*** Begin section ***

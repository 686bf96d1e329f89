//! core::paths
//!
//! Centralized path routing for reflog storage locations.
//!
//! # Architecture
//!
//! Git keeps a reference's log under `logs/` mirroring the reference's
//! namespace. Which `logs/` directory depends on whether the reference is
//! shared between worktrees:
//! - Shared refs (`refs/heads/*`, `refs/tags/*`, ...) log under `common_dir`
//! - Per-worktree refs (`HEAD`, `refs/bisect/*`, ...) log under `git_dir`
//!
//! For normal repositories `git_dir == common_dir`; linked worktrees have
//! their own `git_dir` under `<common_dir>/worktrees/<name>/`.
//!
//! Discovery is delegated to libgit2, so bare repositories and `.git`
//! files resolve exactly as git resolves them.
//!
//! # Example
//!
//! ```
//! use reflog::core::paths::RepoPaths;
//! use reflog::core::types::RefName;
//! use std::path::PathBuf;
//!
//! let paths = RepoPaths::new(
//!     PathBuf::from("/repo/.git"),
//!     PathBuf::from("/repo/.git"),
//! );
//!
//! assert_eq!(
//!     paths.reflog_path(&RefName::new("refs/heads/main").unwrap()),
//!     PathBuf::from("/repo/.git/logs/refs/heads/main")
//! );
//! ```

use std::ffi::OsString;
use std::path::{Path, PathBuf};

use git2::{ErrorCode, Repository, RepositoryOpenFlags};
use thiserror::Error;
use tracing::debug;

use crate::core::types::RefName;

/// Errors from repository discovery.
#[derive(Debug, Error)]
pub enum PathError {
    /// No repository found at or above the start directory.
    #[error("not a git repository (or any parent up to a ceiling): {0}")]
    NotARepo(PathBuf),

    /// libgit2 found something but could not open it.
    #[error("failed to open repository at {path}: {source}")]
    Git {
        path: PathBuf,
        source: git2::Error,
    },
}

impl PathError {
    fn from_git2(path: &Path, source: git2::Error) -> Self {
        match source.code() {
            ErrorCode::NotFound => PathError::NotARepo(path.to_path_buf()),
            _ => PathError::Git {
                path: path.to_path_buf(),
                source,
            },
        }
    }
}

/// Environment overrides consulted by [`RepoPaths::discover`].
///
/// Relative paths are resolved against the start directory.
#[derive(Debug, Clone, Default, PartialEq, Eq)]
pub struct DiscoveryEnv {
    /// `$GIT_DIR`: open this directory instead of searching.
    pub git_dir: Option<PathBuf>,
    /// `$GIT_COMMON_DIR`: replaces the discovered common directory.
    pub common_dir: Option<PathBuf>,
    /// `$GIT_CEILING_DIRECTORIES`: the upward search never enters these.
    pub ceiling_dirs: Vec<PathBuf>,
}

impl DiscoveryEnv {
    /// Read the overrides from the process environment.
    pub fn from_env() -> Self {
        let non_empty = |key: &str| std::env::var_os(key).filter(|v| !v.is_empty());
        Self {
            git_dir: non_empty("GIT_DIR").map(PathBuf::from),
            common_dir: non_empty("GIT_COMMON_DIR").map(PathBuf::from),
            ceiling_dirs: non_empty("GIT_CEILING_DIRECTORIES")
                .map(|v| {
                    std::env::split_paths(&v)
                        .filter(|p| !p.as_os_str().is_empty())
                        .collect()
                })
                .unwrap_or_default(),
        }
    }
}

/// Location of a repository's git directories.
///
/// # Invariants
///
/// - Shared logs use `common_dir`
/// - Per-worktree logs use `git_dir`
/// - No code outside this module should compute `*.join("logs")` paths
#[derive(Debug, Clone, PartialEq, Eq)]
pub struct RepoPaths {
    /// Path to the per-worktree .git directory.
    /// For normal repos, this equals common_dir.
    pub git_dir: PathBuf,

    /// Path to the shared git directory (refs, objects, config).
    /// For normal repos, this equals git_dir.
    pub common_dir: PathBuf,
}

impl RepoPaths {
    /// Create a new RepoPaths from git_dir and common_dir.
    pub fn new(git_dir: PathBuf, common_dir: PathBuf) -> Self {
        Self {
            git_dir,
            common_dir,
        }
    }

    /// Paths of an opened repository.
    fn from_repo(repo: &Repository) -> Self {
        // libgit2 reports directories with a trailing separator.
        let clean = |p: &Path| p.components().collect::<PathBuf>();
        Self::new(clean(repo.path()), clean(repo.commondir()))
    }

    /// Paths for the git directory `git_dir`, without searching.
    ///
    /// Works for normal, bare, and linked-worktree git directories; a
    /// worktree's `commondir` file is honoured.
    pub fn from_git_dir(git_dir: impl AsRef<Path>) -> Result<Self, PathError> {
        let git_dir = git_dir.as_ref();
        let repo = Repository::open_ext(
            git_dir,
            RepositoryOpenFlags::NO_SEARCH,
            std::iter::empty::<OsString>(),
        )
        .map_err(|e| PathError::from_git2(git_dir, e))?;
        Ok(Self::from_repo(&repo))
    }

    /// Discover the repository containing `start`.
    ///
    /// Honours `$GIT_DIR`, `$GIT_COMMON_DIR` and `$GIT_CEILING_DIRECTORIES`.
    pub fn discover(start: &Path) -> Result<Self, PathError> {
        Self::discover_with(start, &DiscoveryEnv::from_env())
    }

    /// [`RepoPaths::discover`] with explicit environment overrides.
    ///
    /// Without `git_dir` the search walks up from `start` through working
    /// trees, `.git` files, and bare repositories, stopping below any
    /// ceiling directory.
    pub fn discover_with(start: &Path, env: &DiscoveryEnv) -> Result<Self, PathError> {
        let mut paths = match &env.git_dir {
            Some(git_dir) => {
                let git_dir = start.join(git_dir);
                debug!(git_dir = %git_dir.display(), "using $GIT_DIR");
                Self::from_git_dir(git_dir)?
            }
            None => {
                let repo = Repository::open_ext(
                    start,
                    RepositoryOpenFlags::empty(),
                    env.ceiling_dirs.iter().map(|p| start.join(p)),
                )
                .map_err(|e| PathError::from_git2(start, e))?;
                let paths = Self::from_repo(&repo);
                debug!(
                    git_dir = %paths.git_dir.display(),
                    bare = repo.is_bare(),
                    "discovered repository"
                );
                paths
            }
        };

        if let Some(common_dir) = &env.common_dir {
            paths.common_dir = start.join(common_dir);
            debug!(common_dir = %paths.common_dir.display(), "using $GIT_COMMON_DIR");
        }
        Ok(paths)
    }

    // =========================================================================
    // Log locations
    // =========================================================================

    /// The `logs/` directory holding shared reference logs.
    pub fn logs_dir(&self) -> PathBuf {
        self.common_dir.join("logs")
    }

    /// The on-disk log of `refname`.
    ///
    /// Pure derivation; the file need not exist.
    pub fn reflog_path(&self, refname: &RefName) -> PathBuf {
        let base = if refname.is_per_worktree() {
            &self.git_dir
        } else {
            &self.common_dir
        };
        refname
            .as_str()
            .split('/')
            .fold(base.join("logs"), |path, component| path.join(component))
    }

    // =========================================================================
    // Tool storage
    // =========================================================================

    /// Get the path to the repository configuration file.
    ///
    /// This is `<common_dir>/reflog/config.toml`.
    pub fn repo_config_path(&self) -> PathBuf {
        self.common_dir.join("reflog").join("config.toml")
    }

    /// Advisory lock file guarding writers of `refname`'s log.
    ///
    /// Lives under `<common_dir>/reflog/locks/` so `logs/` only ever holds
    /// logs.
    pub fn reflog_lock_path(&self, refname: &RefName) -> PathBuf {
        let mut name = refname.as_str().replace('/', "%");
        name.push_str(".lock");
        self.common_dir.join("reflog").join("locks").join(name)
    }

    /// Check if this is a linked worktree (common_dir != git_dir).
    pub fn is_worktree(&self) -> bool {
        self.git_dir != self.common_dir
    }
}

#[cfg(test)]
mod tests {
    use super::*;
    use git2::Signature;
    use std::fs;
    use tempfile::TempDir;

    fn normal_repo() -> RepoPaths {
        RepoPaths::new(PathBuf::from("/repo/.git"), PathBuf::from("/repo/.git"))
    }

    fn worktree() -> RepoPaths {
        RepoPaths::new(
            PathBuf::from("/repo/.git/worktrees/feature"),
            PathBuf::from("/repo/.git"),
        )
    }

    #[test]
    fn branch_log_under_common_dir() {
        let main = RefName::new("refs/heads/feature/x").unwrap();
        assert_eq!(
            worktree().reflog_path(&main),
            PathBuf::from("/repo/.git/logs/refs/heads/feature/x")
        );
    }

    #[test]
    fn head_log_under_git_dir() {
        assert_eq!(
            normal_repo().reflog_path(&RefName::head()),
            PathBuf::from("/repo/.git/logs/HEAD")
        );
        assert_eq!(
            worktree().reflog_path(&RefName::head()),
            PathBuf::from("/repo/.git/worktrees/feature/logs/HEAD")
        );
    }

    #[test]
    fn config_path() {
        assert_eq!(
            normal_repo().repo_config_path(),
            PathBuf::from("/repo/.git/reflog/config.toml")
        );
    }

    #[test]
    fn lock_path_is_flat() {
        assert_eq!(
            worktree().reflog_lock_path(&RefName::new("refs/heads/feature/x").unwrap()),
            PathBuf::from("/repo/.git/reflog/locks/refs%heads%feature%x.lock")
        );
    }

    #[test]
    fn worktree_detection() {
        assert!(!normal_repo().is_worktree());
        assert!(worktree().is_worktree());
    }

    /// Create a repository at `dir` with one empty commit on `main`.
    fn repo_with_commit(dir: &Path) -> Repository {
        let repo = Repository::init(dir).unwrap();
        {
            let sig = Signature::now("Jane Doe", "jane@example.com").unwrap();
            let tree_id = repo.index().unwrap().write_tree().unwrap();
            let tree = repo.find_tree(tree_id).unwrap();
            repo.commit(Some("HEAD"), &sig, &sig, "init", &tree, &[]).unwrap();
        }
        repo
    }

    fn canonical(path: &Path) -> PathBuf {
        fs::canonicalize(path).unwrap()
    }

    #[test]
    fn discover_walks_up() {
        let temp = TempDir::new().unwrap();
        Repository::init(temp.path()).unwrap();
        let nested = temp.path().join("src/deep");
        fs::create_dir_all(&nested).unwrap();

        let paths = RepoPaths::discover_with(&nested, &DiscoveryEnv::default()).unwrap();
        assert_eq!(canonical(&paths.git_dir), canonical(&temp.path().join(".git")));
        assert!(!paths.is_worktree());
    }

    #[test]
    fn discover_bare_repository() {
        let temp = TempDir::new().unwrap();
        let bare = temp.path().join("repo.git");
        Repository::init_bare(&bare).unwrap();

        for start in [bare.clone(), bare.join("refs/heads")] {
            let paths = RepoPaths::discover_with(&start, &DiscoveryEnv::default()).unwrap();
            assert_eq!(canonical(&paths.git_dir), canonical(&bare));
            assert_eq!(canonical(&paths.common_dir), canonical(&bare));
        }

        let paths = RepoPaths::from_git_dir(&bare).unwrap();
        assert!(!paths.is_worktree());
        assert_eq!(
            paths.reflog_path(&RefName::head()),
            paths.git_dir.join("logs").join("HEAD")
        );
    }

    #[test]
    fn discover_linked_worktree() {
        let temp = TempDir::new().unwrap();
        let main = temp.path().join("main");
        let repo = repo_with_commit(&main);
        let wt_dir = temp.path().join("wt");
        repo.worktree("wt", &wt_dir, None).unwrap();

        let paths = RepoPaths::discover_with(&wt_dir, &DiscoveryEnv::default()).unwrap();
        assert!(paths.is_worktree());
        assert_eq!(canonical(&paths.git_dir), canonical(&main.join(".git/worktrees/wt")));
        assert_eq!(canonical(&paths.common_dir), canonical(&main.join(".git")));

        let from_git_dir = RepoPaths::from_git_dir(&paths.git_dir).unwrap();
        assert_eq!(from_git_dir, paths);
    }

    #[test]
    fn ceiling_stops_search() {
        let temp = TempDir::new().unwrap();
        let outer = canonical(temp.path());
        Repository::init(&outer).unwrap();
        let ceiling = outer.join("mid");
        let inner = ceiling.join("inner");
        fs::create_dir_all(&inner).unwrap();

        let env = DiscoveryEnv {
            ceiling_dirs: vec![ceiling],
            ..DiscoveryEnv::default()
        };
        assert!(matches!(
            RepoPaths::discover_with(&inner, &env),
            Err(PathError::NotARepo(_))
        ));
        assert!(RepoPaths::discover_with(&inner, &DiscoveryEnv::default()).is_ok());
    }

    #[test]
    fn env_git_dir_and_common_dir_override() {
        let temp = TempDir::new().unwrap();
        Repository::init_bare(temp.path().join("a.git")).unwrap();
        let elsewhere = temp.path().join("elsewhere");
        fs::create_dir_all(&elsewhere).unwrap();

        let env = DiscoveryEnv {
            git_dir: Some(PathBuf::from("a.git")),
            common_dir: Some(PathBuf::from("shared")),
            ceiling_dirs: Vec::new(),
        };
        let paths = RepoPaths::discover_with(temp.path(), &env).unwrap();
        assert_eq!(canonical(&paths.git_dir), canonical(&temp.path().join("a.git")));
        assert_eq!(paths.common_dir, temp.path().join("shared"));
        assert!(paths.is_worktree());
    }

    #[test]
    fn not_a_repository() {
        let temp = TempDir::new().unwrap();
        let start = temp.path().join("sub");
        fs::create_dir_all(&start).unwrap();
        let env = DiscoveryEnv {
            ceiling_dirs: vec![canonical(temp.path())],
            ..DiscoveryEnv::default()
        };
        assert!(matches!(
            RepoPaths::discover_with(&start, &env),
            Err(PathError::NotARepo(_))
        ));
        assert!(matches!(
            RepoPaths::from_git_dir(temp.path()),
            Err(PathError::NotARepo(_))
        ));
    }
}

*** End section ***

§ EXERCISE DETAILS: Reading the records above, count the lines that include "discovered" and say only how many.

§ OUTPUT BELOW: 2